Examine each line of the data. Copy those that contain the string "axum".
--- Exercise material Enclosed Below ---
//! Prometheus metrics for the API server.

use axum::body::Body;
use axum::http::{Request, Response};
use axum::middleware::Next;
use metrics::{counter, gauge, histogram};
use metrics_exporter_prometheus::{PrometheusBuilder, PrometheusHandle};
use std::time::Instant;

/// Initialize the Prometheus metrics recorder.
pub fn init_metrics() -> PrometheusHandle {
    PrometheusBuilder::new()
        .install_recorder()
        .expect("Failed to install Prometheus recorder")
}

/// Metric names as constants for consistency.
pub mod names {
    pub const HTTP_REQUESTS_TOTAL: &str = "workverse_http_requests_total";
    pub const HTTP_REQUEST_DURATION_SECONDS: &str = "workverse_http_request_duration_seconds";
    pub const HTTP_REQUESTS_IN_FLIGHT: &str = "workverse_http_requests_in_flight";

    pub const REGISTRATIONS_TOTAL: &str = "workverse_registrations_total";
    pub const JOBS_CREATED_TOTAL: &str = "workverse_jobs_created_total";
    pub const APPLICATIONS_SUBMITTED_TOTAL: &str = "workverse_applications_submitted_total";
    pub const CV_UPLOADS_TOTAL: &str = "workverse_cv_uploads_total";

    pub const RATE_LIMIT_HITS_TOTAL: &str = "workverse_rate_limit_hits_total";
}

/// Record an HTTP request.
pub fn record_http_request(method: &str, path: &str, status: u16, duration_secs: f64) {
    let labels = [
        ("method", method.to_string()),
        ("path", sanitize_path(path)),
        ("status", status.to_string()),
    ];

    counter!(names::HTTP_REQUESTS_TOTAL, &labels).increment(1);
    histogram!(names::HTTP_REQUEST_DURATION_SECONDS, &labels).record(duration_secs);
}

/// Record a successful registration.
pub fn record_registration(role: &str) {
    let labels = [("role", role.to_string())];
    counter!(names::REGISTRATIONS_TOTAL, &labels).increment(1);
}

/// Record a job posting.
pub fn record_job_created(category: &str) {
    let labels = [("category", category.to_string())];
    counter!(names::JOBS_CREATED_TOTAL, &labels).increment(1);
}

/// Record a submitted application.
pub fn record_application_submitted() {
    counter!(names::APPLICATIONS_SUBMITTED_TOTAL).increment(1);
}

/// Record a CV upload.
pub fn record_cv_upload() {
    counter!(names::CV_UPLOADS_TOTAL).increment(1);
}

/// Record rate limit hit.
pub fn record_rate_limit_hit(endpoint: &str) {
    let labels = [("endpoint", endpoint.to_string())];
    counter!(names::RATE_LIMIT_HITS_TOTAL, &labels).increment(1);
}

/// Sanitize path for metrics labels (replace IDs with placeholders).
fn sanitize_path(path: &str) -> String {
    let path = regex_lite::Regex::new(
        r"[0-9a-f]{8}-[0-9a-f]{4}-[0-9a-f]{4}-[0-9a-f]{4}-[0-9a-f]{12}",
    )
    .unwrap()
    .replace_all(path, ":id");
    let path = regex_lite::Regex::new(r"/[0-9]+(/|$)")
        .unwrap()
        .replace_all(&path, "/:id$1");
    path.to_string()
}

/// Metrics middleware for HTTP requests.
pub async fn metrics_middleware(request: Request<Body>, next: Next) -> Response<Body> {
    let method = request.method().to_string();
    let path = request.uri().path().to_string();
    let start = Instant::now();

    gauge!(names::HTTP_REQUESTS_IN_FLIGHT).increment(1.0);

    let response = next.run(request).await;

    gauge!(names::HTTP_REQUESTS_IN_FLIGHT).decrement(1.0);

    let status = response.status().as_u16();
    let duration = start.elapsed().as_secs_f64();

    record_http_request(&method, &path, status, duration);

    response
}

#[cfg(test)]
mod tests {
    use super::*;

    #[test]
    fn test_sanitize_path() {
        assert_eq!(
            sanitize_path("/api/jobs/550e8400-e29b-41d4-a716-446655440000"),
            "/api/jobs/:id"
        );
        assert_eq!(sanitize_path("/api/jobs"), "/api/jobs");
    }
}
--- End of Enclosed Exercise material ---
Solution to this task |
use axum::body::Body;
use axum::http::{Request, Response};
use axum::middleware::Next;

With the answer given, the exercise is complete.